When your product or your event or your website is relatively new, and feedback in the past has been either positive, neutral or constructively critical, it can be jarring when the straight haterade starts popping up.

“Who is this person,” you wonder. “Is my product really the most worthless thing since Crystal Pepsi? Are there actually monkeys who could do my job better? Should I really give my kids to Child Protective Services so they don’t have to be raised by someone so utterly incompetent? Come to think of it, I liked Crystal Pepsi. Wait — where can I hire those monkeys?”

Any run-of-the-mill rapper can tell you what I’m about to tell you: As soon as you have straight-up haters, you’re doing something right.

First of all, the advent of the haters means you’re reaching an audience beyond your family and friends, beyond the people who were excited to be beta testers or supportive of a new company. Haters are a solid sign that you’ve gone mainstream, that you’ve achieved a level of success worth bashing. For a hater, it’s hard to get the desired ego boost from belittling someone or something insignificant or unsuccessful. Haters hate on the people achieving things that they haven’t. It almost never has anything to do with you, except as an indicator that you’ve succeeded at something.

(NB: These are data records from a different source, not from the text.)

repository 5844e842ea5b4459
use leptos::prelude::*;

use crate::layout::context_menu::{ContextMenu, MenuAnchor, MenuItem};
use crate::layout::global_context::use_global;
use crate::layout::tabs::TabMenu;
use crate::shared::i18n::use_language;

/// Close / Close Others / Close to the Right / Close to the Left / Close All
#[component]
pub fn TabContextMenu(anchor: RwSignal<Option<MenuAnchor>>) -> impl IntoView {
    let ctx = use_global();
    let lang = use_language();

    let target = move || anchor.get_untracked().map(|a| a.index);
    let availability = Memo::new(move |_| {
        anchor.get().map(|a| ctx.tabs.with(|m| TabMenu::for_tab(m.visible(), a.index)))
    });
    let disabled_unless = move |pick: fn(&TabMenu) -> bool| {
        Signal::derive(move || !availability.get().as_ref().is_some_and(pick))
    };
    let label = move |key: &'static str| Signal::derive(move || lang.t(key).to_string());

    view! {
        <ContextMenu anchor=anchor>
            <MenuItem
                label=label("tabContextMenu.close")
                disabled=disabled_unless(|m| m.close)
                on_select=Callback::new(move |_| {
                    if let Some(i) = target() { ctx.close_tab(i) }
                })
            />
            <MenuItem
                label=label("tabContextMenu.closeOthers")
                disabled=disabled_unless(|m| m.close_others)
                on_select=Callback::new(move |_| {
                    if let Some(i) = target() { ctx.close_others(i) }
                })
            />
            <MenuItem
                label=label("tabContextMenu.closeToRight")
                disabled=disabled_unless(|m| m.close_to_right)
                on_select=Callback::new(move |_| {
                    if let Some(i) = target() { ctx.close_to_right(i) }
                })
            />
            <MenuItem
                label=label("tabContextMenu.closeToLeft")
                disabled=disabled_unless(|m| m.close_to_left)
                on_select=Callback::new(move |_| {
                    if let Some(i) = target() { ctx.close_to_left(i) }
                })
            />
            <MenuItem
                label=label("tabContextMenu.closeAll")
                disabled=disabled_unless(|m| m.close_all)
                on_select=Callback::new(move |_| ctx.close_all())
            />
        </ContextMenu>
    }
}
use web_sys::window;

fn get_local_storage() -> Option<web_sys::Storage> {
    window()?.local_storage().ok()?
}

/// Read a value from localStorage
pub fn get_item(key: &str) -> Option<String> {
    get_local_storage()?.get_item(key).ok()?
}

/// Write a value to localStorage
pub fn set_item(key: &str, value: &str) -> Result<(), String> {
    let storage = get_local_storage().ok_or_else(|| "localStorage unavailable".to_string())?;
    storage
        .set_item(key, value)
        .map_err(|e| format!("Failed to write '{}': {:?}", key, e))
}
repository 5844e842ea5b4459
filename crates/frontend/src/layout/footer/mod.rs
pub mod footer;

pub use footer::Footer;
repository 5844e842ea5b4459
pub mod api_error;
//! Wire types shared between the portfolio frontend and the remote portfolio API.

pub mod domain;
pub mod shared;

I’ve been giving this advice to up-and-coming writers for years now – bloggers I coach and mentor who call me, panicked, when the first hateful and cruel comments show up.

“Congratulations,” I tell them. “You’re officially a big deal.”

Recently I’ve realized the applications of that advice go beyond blogging, and that startuppers can be equally hurt and confused when their product or event or brand begins to draw the haterade. No matter how much confidence you have in your own abilities and in your product, these emails can hit like a suckerpunch, right in the gut.  

So if and when it happens for you – and I hope it does – reread that email about how you should probably just give up and go live in a cave somewhere because society would be better off without you, then hit delete. (Please resist the urge to respond, regardless of how phenomenally witty you plan to be in doing so.)

Then pat yourself on the back.

Congratulations. You’re officially a big deal.